La ville de Paris, à l'appui de sa demande tendant à l'annulation pour excès de pouvoir des arrêtés nos 2015275-0003, 2015275-0004, 2015275-0005, 2015275-0006, 2015275-0007, 2015275-0008, 2015275-0009, 2015275-0010, 2015275-0011, 2015275-0012, 2015275-0013, 2015275-0014, 2015275-0015, 2015275-0016, 2015275-0017, 2015275-0018, 2015275-0019, 2015275-0020, 2015275-0021, 2015275-0022, 2015275-0023 et 2015275-0024 du préfet de la région d'Île-de-France, préfet de Paris, du 2 octobre 2015 fixant pour l'année 2015 des dérogations collectives au repos dominical dans plusieurs branches professionnelles, a produit un mémoire, enregistré le 19 octobre 2015 au greffe du tribunal administratif de Paris, en application de l'article 23-1 de l'ordonnance n° 58-1067 du 7 novembre 1958, par lequel elle soulève une question prioritaire de constitutionnalité.

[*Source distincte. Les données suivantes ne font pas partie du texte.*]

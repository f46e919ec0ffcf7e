//! Question Bank
//!
//! This module provides the source of multiple-choice questions for quiz
//! sessions. A bank is a read-only collection; sessions draw a randomized,
//! non-repeating subset from it when they start.

use crate::error::QuestionError;
use crate::question::Question;
use anyhow::{Context, Result};
use rand::{SeedableRng, rngs::StdRng, seq::SliceRandom};
use std::collections::{BTreeSet, HashSet};
use std::path::Path;
use std::sync::Mutex;

const MEDICAL_QUESTIONS_JSON: &str = include_str!("../data/medical_questions.json");

/// Defines the contract for any source of quiz questions.
///
/// This abstraction lets sessions run against the built-in medical bank, a
/// bank loaded from disk, or a small fixed bank in tests without the
/// orchestration logic knowing the difference.
pub trait QuestionBank: Send + Sync {
    /// Returns every question in the bank, in bank order.
    fn all(&self) -> Vec<Question>;

    /// Draws up to `count` distinct questions in randomized order.
    ///
    /// If the bank holds fewer than `count` questions, every question is
    /// returned (shuffled).
    fn random(&self, count: usize) -> Vec<Question>;

    /// Returns the questions tagged with `category`.
    fn by_category(&self, category: &str) -> Vec<Question>;

    fn len(&self) -> usize {
        self.all().len()
    }

    fn is_empty(&self) -> bool {
        self.len() == 0
    }
}

/// An in-memory `QuestionBank` over a validated list of questions.
///
/// Random selection uses an owned RNG, so a bank built with
/// [`StaticQuestionBank::with_seed`] yields a reproducible draw sequence.
pub struct StaticQuestionBank {
    questions: Vec<Question>,
    rng: Mutex<StdRng>,
}

impl StaticQuestionBank {
    /// Creates a bank seeded from the operating system's entropy source.
    pub fn new(questions: Vec<Question>) -> Result<Self, QuestionError> {
        Self::with_rng(questions, StdRng::from_os_rng())
    }

    /// Creates a bank whose random draws are determined by `seed`.
    pub fn with_seed(questions: Vec<Question>, seed: u64) -> Result<Self, QuestionError> {
        Self::with_rng(questions, StdRng::seed_from_u64(seed))
    }

    fn with_rng(questions: Vec<Question>, rng: StdRng) -> Result<Self, QuestionError> {
        validate_all(&questions)?;
        Ok(Self {
            questions,
            rng: Mutex::new(rng),
        })
    }

    /// The built-in medical question bank.
    pub fn medical() -> Result<Self> {
        Self::from_json_str(MEDICAL_QUESTIONS_JSON).context("Built-in medical bank is invalid")
    }

    /// Parses and validates a JSON array of questions.
    pub fn from_json_str(json: &str) -> Result<Self> {
        let questions: Vec<Question> =
            serde_json::from_str(json).context("Failed to parse question bank JSON")?;
        Ok(Self::new(questions)?)
    }

    /// Loads a bank from a JSON file on disk.
    pub fn from_json_file(path: &Path) -> Result<Self> {
        let json = std::fs::read_to_string(path)
            .with_context(|| format!("Failed to read question bank {}", path.display()))?;
        Self::from_json_str(&json)
            .with_context(|| format!("Invalid question bank {}", path.display()))
    }

    /// Distinct categories present in the bank, sorted.
    pub fn categories(&self) -> Vec<String> {
        self.questions
            .iter()
            .map(|q| q.category.clone())
            .collect::<BTreeSet<_>>()
            .into_iter()
            .collect()
    }
}

impl QuestionBank for StaticQuestionBank {
    fn all(&self) -> Vec<Question> {
        self.questions.clone()
    }

    fn random(&self, count: usize) -> Vec<Question> {
        let mut drawn = self.questions.clone();
        // A poisoned lock only means another draw panicked mid-shuffle; the RNG is still usable.
        let mut rng = self.rng.lock().unwrap_or_else(|e| e.into_inner());
        drawn.shuffle(&mut *rng);
        drawn.truncate(count.min(self.questions.len()));
        drawn
    }

    fn by_category(&self, category: &str) -> Vec<Question> {
        self.questions
            .iter()
            .filter(|q| q.category == category)
            .cloned()
            .collect()
    }

    fn len(&self) -> usize {
        self.questions.len()
    }
}

fn validate_all(questions: &[Question]) -> Result<(), QuestionError> {
    if questions.is_empty() {
        return Err(QuestionError::EmptyBank);
    }
    let mut ids = HashSet::new();
    for question in questions {
        question.validate()?;
        if !ids.insert(question.id.as_str()) {
            return Err(QuestionError::DuplicateQuestion(question.id.clone()));
        }
    }
    Ok(())
}
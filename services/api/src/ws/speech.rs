use super::protocol::ServerMessage;
use anyhow::Result;
use async_trait::async_trait;
use medtutor_core::tutor::{SpeechKind, SpeechService};
use std::sync::Arc;
use tokio::sync::mpsc;
use tracing::debug;

/// Wraps a connection's speech provider and mirrors every spoken line to the
/// browser as a `tutor_speech` message.
///
/// Lines are mirrored before the provider is called, so captions still
/// appear when the avatar is offline.
pub(crate) struct EchoSpeechService {
    inner: Arc<dyn SpeechService>,
    outbound: mpsc::UnboundedSender<ServerMessage>,
}

impl EchoSpeechService {
    pub(crate) fn new(
        inner: Arc<dyn SpeechService>,
        outbound: mpsc::UnboundedSender<ServerMessage>,
    ) -> Self {
        Self { inner, outbound }
    }
}

#[async_trait]
impl SpeechService for EchoSpeechService {
    async fn connect(&self) -> Result<()> {
        self.inner.connect().await
    }

    async fn speak(&self, text: &str, kind: SpeechKind) -> Result<()> {
        let caption = ServerMessage::TutorSpeech {
            text: text.to_string(),
            kind,
        };
        if self.outbound.send(caption).is_err() {
            debug!("Connection gone; caption dropped");
        }
        self.inner.speak(text, kind).await
    }

    async fn disconnect(&self) -> Result<()> {
        self.inner.disconnect().await
    }
}
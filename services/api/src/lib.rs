//! MedTutor API Library Crate
//!
//! This library contains the web layer of the quiz tutor: configuration,
//! application state, REST handlers over the question bank, the WebSocket
//! quiz endpoint, and routing. The `api` binary is a thin wrapper around it.

pub mod config;
pub mod handlers;
pub mod models;
pub mod router;
pub mod state;
pub mod ws;
//! Question Progression
//!
//! Owns the ordered question sequence of one session, the current position,
//! the scoring tallies, and the log of missed questions. It knows nothing
//! about timing or the tutor: the session orchestrator decides when each
//! operation is allowed.

use crate::bank::QuestionBank;
use crate::error::QuizError;
use crate::question::{AnswerOption, Question};
use chrono::{DateTime, Utc};
use serde::{Deserialize, Serialize};

/// Questions drawn per session when the bank is large enough.
pub const DEFAULT_QUESTION_COUNT: usize = 10;

/// One submitted answer. Appended once per answered question.
#[derive(Debug, Clone, PartialEq, Eq, Serialize, Deserialize)]
pub struct AnswerRecord {
    pub question_id: String,
    pub question_index: usize,
    pub option_id: String,
    pub is_correct: bool,
    pub answered_at: DateTime<Utc>,
}

/// An incorrectly answered question, kept for end-of-session feedback.
#[derive(Debug, Clone, PartialEq, Eq, Serialize, Deserialize)]
pub struct MissRecord {
    pub question: String,
    pub category: String,
    pub user_answer: String,
}

/// Post-answer presentation state of the current question.
#[derive(Debug, Clone, Default, PartialEq, Eq)]
pub struct ExplanationState {
    pub visible: bool,
    pub text: String,
    pub awaiting_advance: bool,
}

/// Everything a caller needs to drive tutor feedback after an answer.
#[derive(Debug, Clone, PartialEq, Eq)]
pub struct AnswerOutcome {
    pub is_correct: bool,
    pub question_index: usize,
    pub question: Question,
    pub selected: AnswerOption,
    /// Only present when the answer was incorrect.
    pub correct: Option<AnswerOption>,
}

/// Result of moving past the current question.
#[derive(Debug, Clone, PartialEq, Eq)]
pub enum Advance {
    Next(Question),
    Exhausted,
}

#[derive(Debug, Default)]
pub struct QuestionProgression {
    questions: Vec<Question>,
    index: usize,
    answers: Vec<AnswerRecord>,
    misses: Vec<MissRecord>,
    explanation: ExplanationState,
}

impl QuestionProgression {
    pub fn new() -> Self {
        Self::default()
    }

    /// Draws a fresh question sequence and clears all tallies.
    ///
    /// Returns the number of questions drawn, which is `count` or the bank
    /// size if the bank is smaller.
    pub fn initialize(&mut self, bank: &dyn QuestionBank, count: usize) -> usize {
        self.reset();
        self.questions = bank.random(count);
        self.questions.len()
    }

    /// Scores `option_id` against the current question.
    ///
    /// Callers must not answer the same question twice; the orchestrator's
    /// phase gating guarantees this.
    pub fn record_answer(&mut self, option_id: &str) -> Result<AnswerOutcome, QuizError> {
        let question = self
            .questions
            .get(self.index)
            .ok_or(QuizError::NoCurrentQuestion)?;
        let selected = question
            .option(option_id)
            .ok_or_else(|| QuizError::InvalidOption(option_id.to_string()))?
            .clone();

        self.answers.push(AnswerRecord {
            question_id: question.id.clone(),
            question_index: self.index,
            option_id: selected.id.clone(),
            is_correct: selected.is_correct,
            answered_at: Utc::now(),
        });

        let correct = if selected.is_correct {
            None
        } else {
            self.misses.push(MissRecord {
                question: question.prompt.clone(),
                category: question.category.clone(),
                user_answer: selected.text.clone(),
            });
            question.correct_option().cloned()
        };

        Ok(AnswerOutcome {
            is_correct: selected.is_correct,
            question_index: self.index,
            question: question.clone(),
            selected,
            correct,
        })
    }

    pub fn show_explanation(&mut self, text: String) {
        self.explanation.visible = true;
        self.explanation.text = text;
    }

    pub fn set_awaiting_advance(&mut self, waiting: bool) {
        self.explanation.awaiting_advance = waiting;
    }

    pub fn clear_explanation(&mut self) {
        self.explanation = ExplanationState::default();
    }

    /// Moves to the next question.
    ///
    /// Past the last question the index stays put and `Advance::Exhausted`
    /// is returned; that is the normal end-of-questions signal.
    pub fn advance(&mut self) -> Advance {
        self.clear_explanation();
        let next = self.index + 1;
        match self.questions.get(next) {
            Some(question) => {
                self.index = next;
                Advance::Next(question.clone())
            }
            None => Advance::Exhausted,
        }
    }

    pub fn reset(&mut self) {
        self.questions.clear();
        self.index = 0;
        self.answers.clear();
        self.misses.clear();
        self.clear_explanation();
    }

    pub fn current_question(&self) -> Option<&Question> {
        self.questions.get(self.index)
    }

    pub fn current_index(&self) -> usize {
        self.index
    }

    pub fn total_questions(&self) -> usize {
        self.questions.len()
    }

    pub fn questions_answered(&self) -> usize {
        self.answers.len()
    }

    pub fn correct_answers(&self) -> usize {
        self.answers.iter().filter(|a| a.is_correct).count()
    }

    pub fn answers(&self) -> &[AnswerRecord] {
        &self.answers
    }

    pub fn misses(&self) -> &[MissRecord] {
        &self.misses
    }

    pub fn explanation(&self) -> &ExplanationState {
        &self.explanation
    }

    /// Whether an answer has already been recorded at the current index.
    pub fn is_current_answered(&self) -> bool {
        self.answers
            .last()
            .is_some_and(|record| record.question_index == self.index)
    }

    /// Percentage of answered questions that were correct, rounded.
    pub fn accuracy(&self) -> u32 {
        accuracy_percent(self.correct_answers(), self.questions_answered())
    }
}

/// Rounded percentage of `correct` over `answered`; zero when nothing was answered.
pub fn accuracy_percent(correct: usize, answered: usize) -> u32 {
    if answered == 0 {
        return 0;
    }
    ((correct as f64 / answered as f64) * 100.0).round() as u32
}

#[cfg(test)]
mod tests {
    use super::*;
    use crate::bank::StaticQuestionBank;
    use crate::question::fixtures::question;
    use std::collections::HashSet;

    fn bank(size: usize) -> StaticQuestionBank {
        let questions = (0..size)
            .map(|i| question(&format!("q{i}"), "cardiology", "b"))
            .collect();
        StaticQuestionBank::with_seed(questions, 11).unwrap()
    }

    fn started(size: usize) -> QuestionProgression {
        let mut progression = QuestionProgression::new();
        progression.initialize(&bank(size), DEFAULT_QUESTION_COUNT);
        progression
    }

    #[test]
    fn test_initialize_draws_ten_unique_questions() {
        let progression = started(14);

        assert_eq!(progression.total_questions(), 10);
        let ids: HashSet<_> = progression.questions.iter().map(|q| q.id.clone()).collect();
        assert_eq!(ids.len(), 10);
        assert_eq!(progression.current_index(), 0);
    }

    #[test]
    fn test_initialize_on_small_bank_draws_whole_bank() {
        assert_eq!(started(3).total_questions(), 3);
    }

    #[test]
    fn test_correct_answer_is_tallied() {
        let mut progression = started(3);

        let outcome = progression.record_answer("b").unwrap();

        assert!(outcome.is_correct);
        assert!(outcome.correct.is_none());
        assert_eq!(progression.questions_answered(), 1);
        assert_eq!(progression.correct_answers(), 1);
        assert!(progression.misses().is_empty());
        assert!(progression.is_current_answered());
    }

    #[test]
    fn test_incorrect_answer_records_miss() {
        let mut progression = started(3);
        let prompt = progression.current_question().unwrap().prompt.clone();

        let outcome = progression.record_answer("d").unwrap();

        assert!(!outcome.is_correct);
        assert_eq!(outcome.selected.id, "d");
        assert_eq!(outcome.correct.map(|o| o.id), Some("b".to_string()));
        assert_eq!(progression.correct_answers(), 0);
        assert_eq!(progression.misses().len(), 1);
        assert_eq!(progression.misses()[0].question, prompt);
        assert!(progression.misses()[0].user_answer.ends_with("option d"));
    }

    #[test]
    fn test_unknown_option_is_rejected_without_state_change() {
        let mut progression = started(3);

        let err = progression.record_answer("z").unwrap_err();

        assert_eq!(err, QuizError::InvalidOption("z".to_string()));
        assert_eq!(progression.questions_answered(), 0);
        assert!(!progression.is_current_answered());
    }

    #[test]
    fn test_advance_clears_explanation_and_moves_on() {
        let mut progression = started(2);
        progression.record_answer("a").unwrap();
        progression.show_explanation("why".to_string());
        progression.set_awaiting_advance(true);

        let next = progression.advance();

        assert!(matches!(next, Advance::Next(_)));
        assert_eq!(progression.current_index(), 1);
        assert_eq!(progression.explanation(), &ExplanationState::default());
        assert!(!progression.is_current_answered());
    }

    #[test]
    fn test_advance_past_last_question_signals_exhaustion() {
        let mut progression = started(2);
        progression.advance();

        assert_eq!(progression.advance(), Advance::Exhausted);
        assert_eq!(progression.current_index(), 1);
        assert!(progression.current_question().is_some());
    }

    #[test]
    fn test_reset_clears_everything() {
        let mut progression = started(3);
        progression.record_answer("a").unwrap();
        progression.show_explanation("text".to_string());

        progression.reset();

        assert_eq!(progression.total_questions(), 0);
        assert_eq!(progression.questions_answered(), 0);
        assert!(progression.misses().is_empty());
        assert!(!progression.explanation().visible);
        assert_eq!(
            progression.record_answer("a").unwrap_err(),
            QuizError::NoCurrentQuestion
        );
    }

    #[test]
    fn test_accuracy_rounding() {
        assert_eq!(accuracy_percent(0, 0), 0);
        assert_eq!(accuracy_percent(7, 10), 70);
        assert_eq!(accuracy_percent(2, 3), 67);
        assert_eq!(accuracy_percent(1, 3), 33);
    }

    #[test]
    fn test_tallies_stay_bounded() {
        let mut progression = started(4);
        for option in ["b", "a", "b", "c"] {
            progression.record_answer(option).unwrap();
            assert!(progression.questions_answered() <= progression.total_questions());
            assert!(progression.correct_answers() <= progression.questions_answered());
            progression.advance();
        }
        assert_eq!(progression.accuracy(), 50);
    }
}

Par une ordonnance n° 1517080 du 18 janvier 2016, enregistrée le 20 janvier 2016 au secrétariat du contentieux du Conseil d'Etat, le président de la troisième chambre de la troisième section du tribunal administratif de Paris, avant qu'il soit statué sur la demande de la ville de Paris, a décidé, par application des dispositions de l'article 23-2 de l'ordonnance n° 58-1067 du 7 novembre 1958, de transmettre au Conseil d'Etat la question de la conformité aux droits et libertés garantis par la Constitution de l'article L. 3132-26 du code du travail et du III de l'article 257 de la loi du 6 août 2015 pour la croissance, l'activité et l'égalité des chances économiques.

Dans la question prioritaire de constitutionnalité transmise et dans un mémoire enregistré le 16 février 2016 au secrétariat du contentieux du Conseil d'Etat, la ville de Paris soutient que l'article L. 3132-26 du code du travail et le III de l'article 257 de la loi du 6 août 2015 pour la croissance, l'activité et l'égalité des chances économiques, applicables au litige, méconnaissent le principe d'égalité entre collectivités territoriales, le principe de libre administration des collectivités territoriales, garanti par l'article 72 de la Constitution, et le principe de subsidiarité, garanti par le deuxième alinéa du même article.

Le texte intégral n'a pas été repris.